Sunday, August 24, 2014

How Many Americans Are Killed by the Police Each Year?


The killing of Michael Brown in Ferguson, Missouri and other recent shootings of unarmed individuals by police may have the much needed benefit of forcing a rethinking of the deference too often given to police office.  Yes, there are many good and honest police officers, but from my own experience there are a number of "bad apples" who sadly are protected by police departments rather than expelled.  From my dealings with police internal affairs departments, most are more worried about protecting police officers rather than determining the truth and disciplining police officers who damage the image of the police in general and who too often seem only too ready to trample on the rights of citizens.  A piece in FiveThirtyEight looks at the question of how many Americans are killed by police each year.  What is disturbing is the fact that this question cannot be easily answered.  The impression, however, is the answer is too many.  Here are highlights:
Earlier this month, a police officer shot and killed an unarmed black teenager, Michael Brown, in Ferguson, Missouri. The shooting and the response have reignited concerns about racial profiling, police brutality and police militarization. The incident has also drawn attention to a remarkable lack of knowledge about a seemingly basic fact: how often people are killed by the police.
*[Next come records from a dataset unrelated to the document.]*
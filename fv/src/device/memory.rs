//! In-process endpoint
//!
//! Holds a level in memory. A pinned device ignores writes and keeps
//! reporting the same level, like hardware that drifts back on its own.

use std::sync::atomic::{AtomicBool, Ordering};
use std::sync::{Mutex, MutexGuard};

use async_trait::async_trait;
use tracing::debug;

use super::VolumeDevice;
use super::error::DeviceError;

#[derive(Debug, Default)]
struct MemoryState {
    level: f32,
    writes: Vec<f32>,
}

/// Volume endpoint that lives entirely in memory
#[derive(Debug)]
pub struct MemoryDevice {
    name: String,
    state: Mutex<MemoryState>,
    pinned: bool,
    fail_reads: AtomicBool,
    fail_writes: AtomicBool,
}

impl MemoryDevice {
    pub fn new(name: &str, level: f32) -> Self {
        debug!(%name, level, "MemoryDevice::new: called");
        Self {
            name: name.to_string(),
            state: Mutex::new(MemoryState {
                level,
                writes: Vec::new(),
            }),
            pinned: false,
            fail_reads: AtomicBool::new(false),
            fail_writes: AtomicBool::new(false),
        }
    }

    /// A device that always reports `level`, whatever is written
    pub fn pinned(name: &str, level: f32) -> Self {
        Self {
            pinned: true,
            ..Self::new(name, level)
        }
    }

    pub fn set_fail_reads(&self, fail: bool) {
        self.fail_reads.store(fail, Ordering::Relaxed);
    }

    pub fn set_fail_writes(&self, fail: bool) {
        self.fail_writes.store(fail, Ordering::Relaxed);
    }

    /// Current level
    pub fn level(&self) -> f32 {
        self.lock().level
    }

    /// Every level passed to `set_volume`, in order
    pub fn writes(&self) -> Vec<f32> {
        self.lock().writes.clone()
    }

    fn lock(&self) -> MutexGuard<'_, MemoryState> {
        self.state.lock().unwrap_or_else(|poisoned| poisoned.into_inner())
    }
}

#[async_trait]
impl VolumeDevice for MemoryDevice {
    fn name(&self) -> &str {
        &self.name
    }

    async fn get_volume(&self) -> Result<f32, DeviceError> {
        if self.fail_reads.load(Ordering::Relaxed) {
            return Err(DeviceError::Read("simulated read failure".to_string()));
        }
        Ok(self.lock().level)
    }

    async fn set_volume(&self, level: f32) -> Result<(), DeviceError> {
        if self.fail_writes.load(Ordering::Relaxed) {
            return Err(DeviceError::Write {
                level,
                reason: "simulated write failure".to_string(),
            });
        }
        let mut state = self.lock();
        state.writes.push(level);
        if !self.pinned {
            state.level = level;
        }
        Ok(())
    }
}
//! CLI command definitions and subcommands

use clap::{Parser, Subcommand};
use std::path::PathBuf;
use tracing::debug;

use crate::config::Config;
use crate::device::DeviceBackend;

/// forcevolume - pin a capture endpoint to a target volume
#[derive(Debug, Parser)]
#[command(
    name = "fv",
    about = "Keep an audio endpoint pinned to a target volume, with a live web control page",
    version = env!("GIT_DESCRIBE"),
)]
pub struct Cli {
    /// Path to config file
    #[arg(short, long, global = true, help = "Path to config file")]
    pub config: Option<PathBuf>,

    /// Log level (TRACE, DEBUG, INFO, WARN, ERROR)
    #[arg(
        short = 'l',
        long = "log-level",
        global = true,
        help = "Log level (TRACE, DEBUG, INFO, WARN, ERROR)"
    )]
    pub log_level: Option<String>,

    /// Target volume in percent (0-100)
    #[arg(long, global = true, value_name = "PERCENT")]
    pub volume: Option<f64>,

    /// Poll interval in milliseconds (100-10000)
    #[arg(long, global = true, value_name = "MS")]
    pub interval: Option<i64>,

    /// Serve the control page on this address (e.g. 127.0.0.1:8080 or :8080)
    #[arg(long, visible_alias = "html", global = true, value_name = "ADDR")]
    pub listen: Option<String>,

    /// Device backend (wpctl, memory)
    #[arg(short, long, global = true)]
    pub device: Option<DeviceBackend>,

    /// Endpoint to control
    #[arg(short, long, global = true)]
    pub target: Option<String>,

    /// Subcommand to execute
    #[command(subcommand)]
    pub command: Option<Command>,
}

/// CLI subcommands
#[derive(Debug, Clone, Copy, PartialEq, Eq, Subcommand)]
pub enum Command {
    /// Enforce the target volume until interrupted (default)
    Run,

    /// Open the device, print its name and current level, and exit
    Probe,
}

impl Cli {
    /// Apply command line overrides on top of the loaded configuration
    pub fn apply_overrides(&self, config: &mut Config) {
        debug!(volume = ?self.volume, interval = ?self.interval, listen = ?self.listen, "Cli::apply_overrides: called");
        if let Some(volume) = self.volume {
            config.volume = volume;
        }
        if let Some(interval) = self.interval {
            config.interval_ms = interval;
        }
        if let Some(listen) = &self.listen {
            config.control.listen = Some(listen.clone());
        }
        if let Some(backend) = self.device {
            config.device.backend = backend;
        }
        if let Some(target) = &self.target {
            config.device.target = target.clone();
        }
    }
}
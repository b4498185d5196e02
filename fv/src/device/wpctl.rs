//! PipeWire endpoint driven through the `wpctl` CLI

use std::process::Stdio;

use async_trait::async_trait;
use tokio::process::Command;
use tracing::{debug, info, warn};

use super::VolumeDevice;
use super::error::DeviceError;

const WPCTL: &str = "wpctl";

/// A PipeWire node (by id or alias such as `@DEFAULT_AUDIO_SOURCE@`)
#[derive(Debug)]
pub struct WpctlDevice {
    program: String,
    target: String,
    name: String,
}

impl WpctlDevice {
    /// Open a node, probing it once so a missing tool or node fails at startup
    pub async fn open(target: &str) -> Result<Self, DeviceError> {
        Self::open_with_program(WPCTL, target).await
    }

    /// Open using a specific `wpctl` executable
    pub async fn open_with_program(program: &str, target: &str) -> Result<Self, DeviceError> {
        debug!(%program, %target, "WpctlDevice::open: called");
        let mut device = Self {
            program: program.to_string(),
            target: target.to_string(),
            name: target.to_string(),
        };

        let level = device.read_volume().await.map_err(|e| DeviceError::Open {
            target: target.to_string(),
            reason: e.to_string(),
        })?;

        match device.describe().await {
            Ok(Some(name)) => device.name = name,
            Ok(None) => debug!(%target, "WpctlDevice::open: no node.description, using target"),
            Err(e) => warn!(%target, error = %e, "Failed to inspect device, using target as name"),
        }

        info!(name = %device.name, level, "WpctlDevice opened");
        Ok(device)
    }

    async fn run(&self, args: &[&str]) -> Result<String, DeviceError> {
        debug!(program = %self.program, ?args, "WpctlDevice::run: called");
        let output = Command::new(&self.program)
            .args(args)
            .stdout(Stdio::piped())
            .stderr(Stdio::piped())
            .output()
            .await?;

        if !output.status.success() {
            let stderr = String::from_utf8_lossy(&output.stderr).trim().to_string();
            return Err(DeviceError::Read(format!("{} {} failed: {}", self.program, args.join(" "), stderr)));
        }

        Ok(String::from_utf8_lossy(&output.stdout).into_owned())
    }

    async fn read_volume(&self) -> Result<f32, DeviceError> {
        let output = self.run(&["get-volume", &self.target]).await?;
        parse_volume(&output).ok_or_else(|| DeviceError::Parse {
            program: self.program.clone(),
            output: output.trim().to_string(),
        })
    }

    async fn describe(&self) -> Result<Option<String>, DeviceError> {
        let output = self.run(&["inspect", &self.target]).await?;
        Ok(parse_description(&output))
    }
}

#[async_trait]
impl VolumeDevice for WpctlDevice {
    fn name(&self) -> &str {
        &self.name
    }

    async fn get_volume(&self) -> Result<f32, DeviceError> {
        self.read_volume().await
    }

    async fn set_volume(&self, level: f32) -> Result<(), DeviceError> {
        debug!(target = %self.target, level, "WpctlDevice::set_volume: called");
        let value = level.to_string();
        self.run(&["set-volume", &self.target, &value])
            .await
            .map(|_| ())
            .map_err(|e| DeviceError::Write {
                level,
                reason: e.to_string(),
            })
    }
}

/// Parse `Volume: 0.95` (optionally followed by `[MUTED]`)
fn parse_volume(output: &str) -> Option<f32> {
    output
        .lines()
        .find_map(|line| line.trim().strip_prefix("Volume:"))
        .and_then(|rest| rest.split_whitespace().next())
        .and_then(|value| value.parse().ok())
}

/// Pull `node.description = "..."` out of `wpctl inspect`
fn parse_description(output: &str) -> Option<String> {
    output
        .lines()
        .find(|line| line.contains("node.description"))
        .and_then(|line| line.split_once('='))
        .map(|(_, value)| value.trim().trim_matches('"').to_string())
        .filter(|name| !name.is_empty())
}
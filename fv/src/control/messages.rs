//! Message types for the control channel

use std::fmt;
use std::str::FromStr;

use thiserror::Error;
use tokio::sync::{oneshot, watch};
use tracing::debug;
use uuid::Uuid;

use crate::shared::{ConfigError, ConfigSnapshot, PollInterval, SharedConfig, Volume};

/// Opaque identity of one control session
#[derive(Debug, Clone, Copy, PartialEq, Eq, Hash)]
pub struct SessionId(Uuid);

impl SessionId {
    pub fn new() -> Self {
        Self(Uuid::now_v7())
    }
}

impl Default for SessionId {
    fn default() -> Self {
        Self::new()
    }
}

impl fmt::Display for SessionId {
    fn fmt(&self, f: &mut fmt::Formatter<'_>) -> fmt::Result {
        write!(f, "{}", self.0)
    }
}

/// Why an inbound control message was ignored
#[derive(Debug, Clone, PartialEq, Error)]
pub enum ParseUpdateError {
    #[error("Missing ':' separator")]
    MissingSeparator,

    #[error("Unknown key: {0}")]
    UnknownKey(String),

    #[error("Not an integer: {0}")]
    InvalidNumber(String),

    #[error(transparent)]
    OutOfRange(#[from] ConfigError),
}

/// A validated `key:value` update from a control client
#[derive(Debug, Clone, Copy, PartialEq)]
pub enum ControlUpdate {
    /// `interval:<ms>`, 100-10000
    Interval(PollInterval),
    /// `volume:<percent>`, 0-100
    Volume(Volume),
}

impl ControlUpdate {
    /// Write the update into the shared configuration
    pub fn apply(self, shared: &SharedConfig) {
        match self {
            Self::Interval(interval) => shared.set_interval(interval),
            Self::Volume(volume) => shared.set_volume(volume),
        }
    }
}

impl FromStr for ControlUpdate {
    type Err = ParseUpdateError;

    fn from_str(s: &str) -> Result<Self, Self::Err> {
        debug!(%s, "ControlUpdate::from_str: called");
        let (key, value) = s.split_once(':').ok_or(ParseUpdateError::MissingSeparator)?;
        let number = |value: &str| {
            value
                .parse::<i64>()
                .map_err(|_| ParseUpdateError::InvalidNumber(value.to_string()))
        };

        match key {
            "interval" => Ok(Self::Interval(PollInterval::from_millis(number(value)?)?)),
            "volume" => Ok(Self::Volume(Volume::from_percent(number(value)?)?)),
            _ => Err(ParseUpdateError::UnknownKey(key.to_string())),
        }
    }
}

/// Requests to the Hub task
#[derive(Debug)]
pub enum HubRequest {
    /// Add a session; the reply yields the current snapshot straight away
    Register {
        id: SessionId,
        reply_tx: oneshot::Sender<watch::Receiver<ConfigSnapshot>>,
    },

    /// Remove a session
    Unregister { id: SessionId },

    /// Publish the current snapshot to every session
    Broadcast { origin: Option<SessionId> },

    /// Get current metrics
    GetMetrics { reply_tx: oneshot::Sender<HubMetrics> },

    /// Shutdown the hub
    Shutdown,
}

/// Hub metrics for observability
#[derive(Debug, Clone, Default, PartialEq, Eq, serde::Serialize)]
pub struct HubMetrics {
    pub registered_sessions: usize,
    pub broadcasts: u64,
}
//! SharedConfig - lock-free store for the enforced volume and poll interval

use std::sync::atomic::{AtomicU32, AtomicU64, Ordering};

use tracing::debug;

use super::snapshot::ConfigSnapshot;
use super::values::{PollInterval, Volume};

/// Process-wide configuration read on every enforcement tick
///
/// Volume is kept as the bit pattern of an `f32`, so a read always returns a
/// value some writer stored. Only validated `Volume`/`PollInterval` values can
/// be written.
#[derive(Debug)]
pub struct SharedConfig {
    volume_bits: AtomicU32,
    interval_ms: AtomicU64,
}

impl SharedConfig {
    pub fn new(volume: Volume, interval: PollInterval) -> Self {
        debug!(%volume, %interval, "SharedConfig::new: called");
        Self {
            volume_bits: AtomicU32::new(volume.to_bits()),
            interval_ms: AtomicU64::new(interval.millis()),
        }
    }

    pub fn volume(&self) -> Volume {
        Volume::from_bits(self.volume_bits.load(Ordering::Relaxed))
    }

    pub fn set_volume(&self, volume: Volume) {
        debug!(%volume, "SharedConfig::set_volume: called");
        self.volume_bits.store(volume.to_bits(), Ordering::Relaxed);
    }

    pub fn interval(&self) -> PollInterval {
        PollInterval::from_stored(self.interval_ms.load(Ordering::Relaxed))
    }

    pub fn set_interval(&self, interval: PollInterval) {
        debug!(%interval, "SharedConfig::set_interval: called");
        self.interval_ms.store(interval.millis(), Ordering::Relaxed);
    }

    /// Capture both fields; each is independently current
    pub fn snapshot(&self) -> ConfigSnapshot {
        ConfigSnapshot::new(self.interval(), self.volume())
    }
}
Some reporting has put forward one of the only figures available: the approximately 400 “justifiable police homicides” each year since 2008, according to the FBI’s annual Supplementary Homicide Report (SHR). That data point has appeared with heavy caveats in a string of media reports, including in USA Today, the St. Louis Post-Dispatch and the Washington Post.

But these estimates can be wrong. Efforts to keep track of “justifiable police homicides” are beset by systemic problems. “Nobody that knows anything about the SHR puts credence in the numbers that they call ‘justifiable homicides,’” when used as a proxy for police killings, said David Klinger, an associate professor of criminology and criminal justice at the University of Missouri who specializes in policing and the use of deadly force. And there’s no governmental effort at all to record the number of unjustifiable homicides by police. If Brown’s homicide is found to be unjustifiable, it won’t show up in these statistics.

The FBI’s Uniform Crime Reporting (UCR) program, which compiles the SHR, relies on voluntary involvement of state and local police agencies — a fact that may raise some questions about the integrity of the data.

But the bigger issue is that the basic UCR reports don’t include any information on victims or offenders. That data is provided to the FBI via a separate form, also called the Supplementary Homicide Report (SHR). The circumstances of each death are supposed to be recorded here, with classifications like “gangland killings” (code 46), “lovers triangles” (code 40), and “felon killed by police” (code 81).

The “400 justifiable police killings” figure comes from these SHR forms. This is a problem, for four main reasons:
  1. Fewer local police agencies report SHR data than report standard UCR data.
  2. “Felon killed by police” refers narrowly to justifiable police homicides, and “unjustifiable homicide by police” is not a classification. This means it’s difficult to combine unjustifiable police homicides — which could be listed as crimes elsewhere in the database — with “justifiable” police homicides.
  3. If the legality of a police homicide is in question, it may not be reported to the FBI SHR until the investigation is resolved. If the investigation concludes in a new reporting year, the old SHR data may not be updated, regardless of whether the killing was found to be justifiable or not. Criminology professor Geoff Alpert of the University of South Carolina, an expert on police violence, said he has “never seen a department go back and audit their numbers and fix them.”
  4. Killings in federal jurisdictions, such as federal prisons or military bases, are not included in the database.
Account for all that, and you would have the true number of police homicides each year.   It’s more than 400.
Obviously, with the militarization of police forces, the chances that more Americans will be unjustifiably killed by police officers increases significantly.